Logo of narLink to Publisher's site
Nucleic Acids Res. Jul 1, 2010; 38(Web Server issue): W14–W18.
Published online May 3, 2010. doi:  10.1093/nar/gkq321
PMCID: PMC2896128

ALTER: program-oriented conversion of DNA and protein alignments

Abstract

ALTER is an open web-based tool to transform between different multiple sequence alignment formats. The originality of ALTER lies in the fact that it focuses on the specifications of mainstream alignment and analysis programs rather than on the conversion among more or less specific formats. In addition, ALTER is capable of identify and remove identical sequences during the transformation process. Besides its user-friendly environment, ALTER allows access to its functionalities in a programmatic way through a Representational State Transfer web service. ALTER’s front-end and its API are freely available at http://sing.ei.uvigo.es/ALTER/ and http://sing.ei.uvigo.es/ALTER/api/, respectively.

INTRODUCTION

Multiple sequence alignments (MSAs) are at the core of many bioinformatic analyses that benefit from the comparison of genomic sequences, from phylogenetic reconstruction to functional prediction (1,2). MSAs can be stored in a large variety of formats (e.g. FASTA, PIR, PHYLIP, NEXUS, etc.), and very often, researchers are obligated to transform between these in order to use different tools. Some conversion utilities have been extremely useful in this regard, the most popular being ReadSeq (http://iubio.bio.indiana.edu/soft/molbio/readseq/java/). Indeed, there are other tools developed mainly for other purposes that can also import and export aligments in several formats, like ReadAl/TrimAl (3), SeaView (4), Se-Al (http://tree.bio.ed.ac.uk/software/seal/) or even ClustalX2 (5), among others.

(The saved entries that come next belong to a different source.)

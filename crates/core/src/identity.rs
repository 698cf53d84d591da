//! Player identity model and token-driven identity resolution.
//!
//! Users and guest sessions live in separate tables and are never merged.
//! A request carries exactly one of them as an [`Identity`]; score
//! attribution and self-authorization work on the smaller [`IdentityKey`].

use async_trait::async_trait;
use serde::Serialize;

use crate::error::CoreError;
use crate::roles::Role;
use crate::types::DbId;

/// Tagged reference to the row backing an identity.
#[derive(Debug, Clone, Copy, PartialEq, Eq, Hash)]
pub enum IdentityKey {
    User(DbId),
    Guest(DbId),
}

impl IdentityKey {
    pub fn id(self) -> DbId {
        match self {
            IdentityKey::User(id) | IdentityKey::Guest(id) => id,
        }
    }

    /// `(user_id, guest_id)` columns for a score row. Exactly one is `Some`.
    pub fn attribution_columns(self) -> (Option<DbId>, Option<DbId>) {
        match self {
            IdentityKey::User(id) => (Some(id), None),
            IdentityKey::Guest(id) => (None, Some(id)),
        }
    }
}

/// A registered account as seen by the identity resolver.
#[derive(Debug, Clone, PartialEq)]
pub struct UserRecord {
    pub id: DbId,
    pub name: String,
    pub email: String,
    pub role: Role,
}

/// A guest session as seen by the identity resolver.
#[derive(Debug, Clone, PartialEq)]
pub struct GuestRecord {
    pub id: DbId,
    pub name: String,
}

/// The resolved player behind an authenticated request.
#[derive(Debug, Clone, PartialEq)]
pub enum Identity {
    User(UserRecord),
    Guest(GuestRecord),
}

impl Identity {
    pub fn id(&self) -> DbId {
        self.key().id()
    }

    pub fn key(&self) -> IdentityKey {
        match self {
            Identity::User(u) => IdentityKey::User(u.id),
            Identity::Guest(g) => IdentityKey::Guest(g.id),
        }
    }

    pub fn name(&self) -> &str {
        match self {
            Identity::User(u) => &u.name,
            Identity::Guest(g) => &g.name,
        }
    }

    pub fn role(&self) -> Role {
        match self {
            Identity::User(u) => u.role,
            Identity::Guest(_) => Role::Guest,
        }
    }

    /// Public view of this identity for API responses.
    pub fn profile(&self) -> IdentityProfile {
        IdentityProfile {
            kind: match self {
                Identity::User(_) => "user",
                Identity::Guest(_) => "guest",
            },
            id: self.id(),
            name: self.name().to_string(),
            role: self.role(),
            email: match self {
                Identity::User(u) => Some(u.email.clone()),
                Identity::Guest(_) => None,
            },
        }
    }
}

/// Serializable `{kind, id, name, role, email?}` view of an [`Identity`].
#[derive(Debug, Clone, Serialize)]
pub struct IdentityProfile {
    pub kind: &'static str,
    pub id: DbId,
    pub name: String,
    pub role: Role,
    #[serde(skip_serializing_if = "Option::is_none")]
    pub email: Option<String>,
}

/// Storage seam for identity resolution.
///
/// Implemented over Postgres in `spotter_db`; tests use in-memory fakes.
#[async_trait]
pub trait IdentityLookup: Send + Sync {
    async fn find_user(&self, id: DbId) -> Result<Option<UserRecord>, CoreError>;
    async fn find_guest(&self, id: DbId) -> Result<Option<GuestRecord>, CoreError>;
}

/// Resolve the `sub` / `roles` claims of a verified token into an identity.
///
/// The role claim picks the table: `GUEST` is looked up only among guest
/// sessions, `USER` / `ADMIN` only among users. A miss is `Unauthorized`;
/// the other table is never consulted.
pub async fn resolve_identity<L>(
    lookup: &L,
    sub: DbId,
    role_claim: &str,
) -> Result<Identity, CoreError>
where
    L: IdentityLookup + ?Sized,
{
    let role: Role = role_claim
        .parse()
        .map_err(|_| CoreError::Unauthorized("Token carries an unknown role".into()))?;

    match role {
        Role::Guest => lookup
            .find_guest(sub)
            .await?
            .map(Identity::Guest)
            .ok_or_else(|| CoreError::Unauthorized("Guest session no longer exists".into())),
        Role::User | Role::Admin => lookup
            .find_user(sub)
            .await?
            .map(Identity::User)
            .ok_or_else(|| CoreError::Unauthorized("User no longer exists".into())),
    }
}

#[cfg(test)]
mod tests {
    use std::collections::HashMap;

    use assert_matches::assert_matches;

    use super::*;

    #[derive(Default)]
    struct MemoryLookup {
        users: HashMap<DbId, UserRecord>,
        guests: HashMap<DbId, GuestRecord>,
    }

    #[async_trait]
    impl IdentityLookup for MemoryLookup {
        async fn find_user(&self, id: DbId) -> Result<Option<UserRecord>, CoreError> {
            Ok(self.users.get(&id).cloned())
        }

        async fn find_guest(&self, id: DbId) -> Result<Option<GuestRecord>, CoreError> {
            Ok(self.guests.get(&id).cloned())
        }
    }

    fn alice(id: DbId) -> UserRecord {
        UserRecord {
            id,
            name: "Alice".into(),
            email: "alice@example.com".into(),
            role: Role::User,
        }
    }

    #[tokio::test]
    async fn user_token_resolves_user_row() {
        let mut lookup = MemoryLookup::default();
        lookup.users.insert(7, alice(7));

        let identity = resolve_identity(&lookup, 7, "USER").await.unwrap();
        assert_eq!(identity.key(), IdentityKey::User(7));
        assert_eq!(identity.name(), "Alice");
        assert_eq!(identity.role(), Role::User);
    }

    #[tokio::test]
    async fn guest_token_resolves_guest_row() {
        let mut lookup = MemoryLookup::default();
        lookup.guests.insert(3, GuestRecord { id: 3, name: "Guest 0007".into() });

        let identity = resolve_identity(&lookup, 3, "GUEST").await.unwrap();
        assert_eq!(identity.key(), IdentityKey::Guest(3));
        assert_eq!(identity.role(), Role::Guest);
    }

    #[tokio::test]
    async fn pruned_guest_does_not_fall_back_to_user_with_same_id() {
        let mut lookup = MemoryLookup::default();
        lookup.users.insert(5, alice(5));

        let result = resolve_identity(&lookup, 5, "GUEST").await;
        assert_matches!(result, Err(CoreError::Unauthorized(_)));
    }

    #[tokio::test]
    async fn user_token_does_not_fall_back_to_guest_with_same_id() {
        let mut lookup = MemoryLookup::default();
        lookup.guests.insert(5, GuestRecord { id: 5, name: "Guest 1234".into() });

        let result = resolve_identity(&lookup, 5, "ADMIN").await;
        assert_matches!(result, Err(CoreError::Unauthorized(_)));
    }

    #[tokio::test]
    async fn unknown_role_claim_is_unauthorized() {
        let mut lookup = MemoryLookup::default();
        lookup.users.insert(1, alice(1));

        let result = resolve_identity(&lookup, 1, "SUPERUSER").await;
        assert_matches!(result, Err(CoreError::Unauthorized(_)));
    }

    #[test]
    fn attribution_sets_exactly_one_column() {
        assert_eq!(IdentityKey::User(4).attribution_columns(), (Some(4), None));
        assert_eq!(IdentityKey::Guest(4).attribution_columns(), (None, Some(4)));
    }

    #[test]
    fn guest_profile_omits_email() {
        let identity = Identity::Guest(GuestRecord { id: 9, name: "Guest 0042".into() });
        let json = serde_json::to_value(identity.profile()).unwrap();
        assert_eq!(json["kind"], "guest");
        assert_eq!(json["role"], "GUEST");
        assert!(json.get("email").is_none());
    }
}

Moreover, projects like BioPython (6) or BioPerl (7) also offer conversion capabilities.

However, the problem with most of these converters is that they—logically—focus on more or less flexible format specifications that are often violated by both developers and users. In fact, during the last years MSA’s formats have ‘evolved’ very much like the sequences they contain, with mutational events consisting of long names, extra spaces, additional carriage returns, etc. Thus, different applications often require or produce particular MSA formats that in fact do not completely fulfill the requirements of the ‘canonical’ formats, often complicating the use of different tools for the analysis of data. For example, ReadSeq and programs like PAML (8) or PAUP* (http://paup.csit.fsu.edu/) fail to read simple alignments produced by ClustalX2 in PHYLIP format. To alleviate these kind of problems, we introduce a web server called ALTER for the program-oriented—rather than format-oriented—conversion between DNA and protein MSA formats. ALTER is free and open to all and there is no login requirement.

FUNCIONALITY

ALTER was designed to accomplish two main objectives: (i) easily convert between MSA formats used by popular tools and (ii) collapse sequences to haplotypes (unique sequences). In order to perform these operations in an intuitive way, ALTER implements a straightforward workflow that easily guides the user through a four-step wizard in which the different options are automatically activated when the required information is available. In addition, ALTER provides an easy-to-follow on-line help as well as many sample MSA data for testing purposes.

Program workflow

The use of ALTER typically implies four simple steps: (i) format/program identification, (ii) data load, (iii) definition of conversion parameters and (iv) storage of the generated file (Figure 1).

Figure 1.
Schematic ALTER workflow. The user can select between different input alignment programs and formats, and obtain a MSA specifically formatted for a particular program.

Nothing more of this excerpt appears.